Wien – Leben

Foto: STADTBEKANNT Fontanesi
Foto: STADTBEKANNT Fontanesi

Österreichs erstes Soft Rock Cafe feiert Eröffnung

15. August 2014 • Leben, Skurriles

In Wien feierte vor kurzem still und leise Österreichs erstes Soft Rock Cafe sein „Hard Opening“. Aus dem ganzen Land tigerten Fans in die Rotenturmstraße, um Show Acts, Music Memorabilia, sowie die hohen Preise der Speisen und Getränke zu bestaunen.

 

Zahlreiche mondsüchtige Gäste feierten die vorangegangene Supervollmondnacht mit Sunshine-Acid und kamen dementsprechend gut gelaunt zur Eröffnung. Einige unter ihnen, die noch gar nicht geschlafen hatten, kamen beim Midday-Special im Rock Cafe allerdings auf Horrortrip. Als Special Guest sang nämlich kein geringerer als Schockrocker Andreas Gabalier ein Eröffnungsständchen. Auf den von ihm kürzlich losgetretenen Hymnenstreit Bezug nehmend, präsentierte Gabalier seinen neuen selbstironischen Titel: „Steirisch, a bissl narrisch!“ Trotz des mäßig schönen Wetters verbreitete er gute Laune und Summerfeeling und heizte den Fans mächtig ein. Bei Liedern wie „Und am Strand von Agados, lässt mich deine Sehnsucht los“ wurde es so manchen BesucherInnen aber endgültig zu viel. Sie mussten von den hauseigenen, in Fan-Hysterie ausgebildeten, SanitäterInnen versorgt werden. Die Betroffenen kamen glücklicherweise mit einem Schock und bleibenden Trommelfellschäden davon.
Nach der letzten Zugabe „Rock is dead“ machte sich Andreas Gabalier auf den Weg in die Arena, wo er dann am Abend als Support Act für Volks-Rock ’n‘ Roller Marilyn Manson auf der Bühne stand.

 

Androgyne RauchfangkehrerInnen

Ein weiteres Highlight im Showprogramm war für die Schwarze Szene, also die Gothic Fans gedacht. Die Wiener Rauchfangkehrer-Innung enthüllte ihr neues androgynes Logo. Wien als weltoffene Stadt geht mit der Zeit und trägt der Entwicklung Rechnung, dass immer mehr Schwule, Lesben und Transgenders den Beruf Rauchfangkehrer wählen. Ebenfalls zeitgemäß ist das Fehlen der Leiter im neuen Logo. Die RauchfangkehrerInnen von heute sind in Parkour oder Roofen ausgebildet und kommen somit ohne technische Hilfsmittel auf jedes Dach.
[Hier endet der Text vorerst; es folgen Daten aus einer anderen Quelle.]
//! Image list and reference handling
//!
//! Turns the image list file and the registry flags into the [`Job`]s the
//! scheduler runs.

pub mod list;
pub mod reference;

pub use list::ImageList;
pub use reference::{join_reference, parse_destinations};

use crate::concurrency::Job;

/// One job per image name, with source and destination references resolved
pub fn build_jobs(
    names: &[String],
    source_registry: &str,
    destination_registries: &[String],
    pull: bool,
    push: bool,
) -> Vec<Job> {
    names
        .iter()
        .map(|name| {
            let destinations = destination_registries
                .iter()
                .map(|registry| join_reference(registry, name))
                .collect();
            Job::new(join_reference(source_registry, name), destinations)
                .with_pull(pull)
                .with_push(push)
        })
        .collect()
}
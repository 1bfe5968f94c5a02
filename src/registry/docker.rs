// Implementation of RegistryClient on top of the docker command line client.
// Every operation spawns `docker [--config <dir>] <args>` and waits for it;
// stdout is discarded and stderr is passed through to the terminal.

use crate::registry::{RegistryClient, RegistryError};
use async_trait::async_trait;
use std::path::PathBuf;
use std::process::Stdio;
use tokio::process::Command;

pub struct DockerCliBuilder {
    binary: String,
    config_dir: Option<PathBuf>,
}

impl Default for DockerCliBuilder {
    fn default() -> Self {
        Self::new()
    }
}

impl DockerCliBuilder {
    pub fn new() -> Self {
        Self {
            binary: "docker".to_string(),
            config_dir: None,
        }
    }

    pub fn with_binary(mut self, binary: impl Into<String>) -> Self {
        self.binary = binary.into();
        self
    }

    pub fn with_config_dir(mut self, config_dir: Option<PathBuf>) -> Self {
        self.config_dir = config_dir;
        self
    }

    pub fn build(self) -> DockerCli {
        DockerCli {
            binary: self.binary,
            config_dir: self.config_dir,
        }
    }
}

#[derive(Debug, Clone)]
pub struct DockerCli {
    binary: String,
    config_dir: Option<PathBuf>,
}

impl DockerCli {
    pub fn builder() -> DockerCliBuilder {
        DockerCliBuilder::new()
    }

    /// Full argument list for a docker invocation, global options first
    fn arguments(&self, args: &[&str]) -> Vec<String> {
        let mut full = Vec::with_capacity(args.len() + 2);
        if let Some(dir) = &self.config_dir {
            full.push("--config".to_string());
            full.push(dir.display().to_string());
        }
        full.extend(args.iter().map(|arg| arg.to_string()));
        full
    }

    async fn execute(&self, args: &[&str]) -> Result<(), RegistryError> {
        let arguments = self.arguments(args);
        let command = format!("{} {}", self.binary, arguments.join(" "));

        let status = Command::new(&self.binary)
            .args(&arguments)
            .stdin(Stdio::null())
            .stdout(Stdio::null())
            .stderr(Stdio::inherit())
            .kill_on_drop(true)
            .status()
            .await
            .map_err(|source| RegistryError::Spawn {
                command: command.clone(),
                source,
            })?;

        if status.success() {
            Ok(())
        } else {
            Err(RegistryError::Exit { command, status })
        }
    }
}

#[async_trait]
impl RegistryClient for DockerCli {
    async fn pull(&self, reference: &str) -> Result<(), RegistryError> {
        self.execute(&["pull", reference]).await
    }

    async fn tag(&self, source: &str, target: &str) -> Result<(), RegistryError> {
        self.execute(&["tag", source, target]).await
    }

    async fn push(&self, reference: &str) -> Result<(), RegistryError> {
        self.execute(&["push", reference]).await
    }
}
Lediglich die unentbehrliche Stahlbürste schultert die Figur im aktuellen Logo – gedacht als Reminiszenz an die Metallfans im Publikum.

 

Wien und der ESC

Mit der androgynen Logopräsentation spannten die BetreiberInnen des Soft Rock Cafes gekonnt den Bogen zum überraschenden Zuschlag für Wien als Austragungsort des Eurovision Song Contests. Der ESC nimmt im Lokal natürlich eine zentrale Rolle ein. Gäste sind aufgerufen, über bestimmte ESC Themen abzustimmen. Zum Beispiel, welche peinlichen Fragen Alfons Haider seinen InterviewpartnerInnen stellen wird. Und ob er dafür mehr als fünfzehn Wörter Englisch können soll oder fehlende Kenntnisse einfach mit dem unaufdringlichen Britslang einer Mirjam Weichselbraun kaschieren darf. Auch über einen alternativen Austragungsort darf entschieden werden. Schließlich bezeichnete unlängst Pearl Jam’s Eddie Vedder die Stadthalle nach dortigem Gastspiel als zumindest zweitschlechteste Location, wo er jemals aufgetreten war.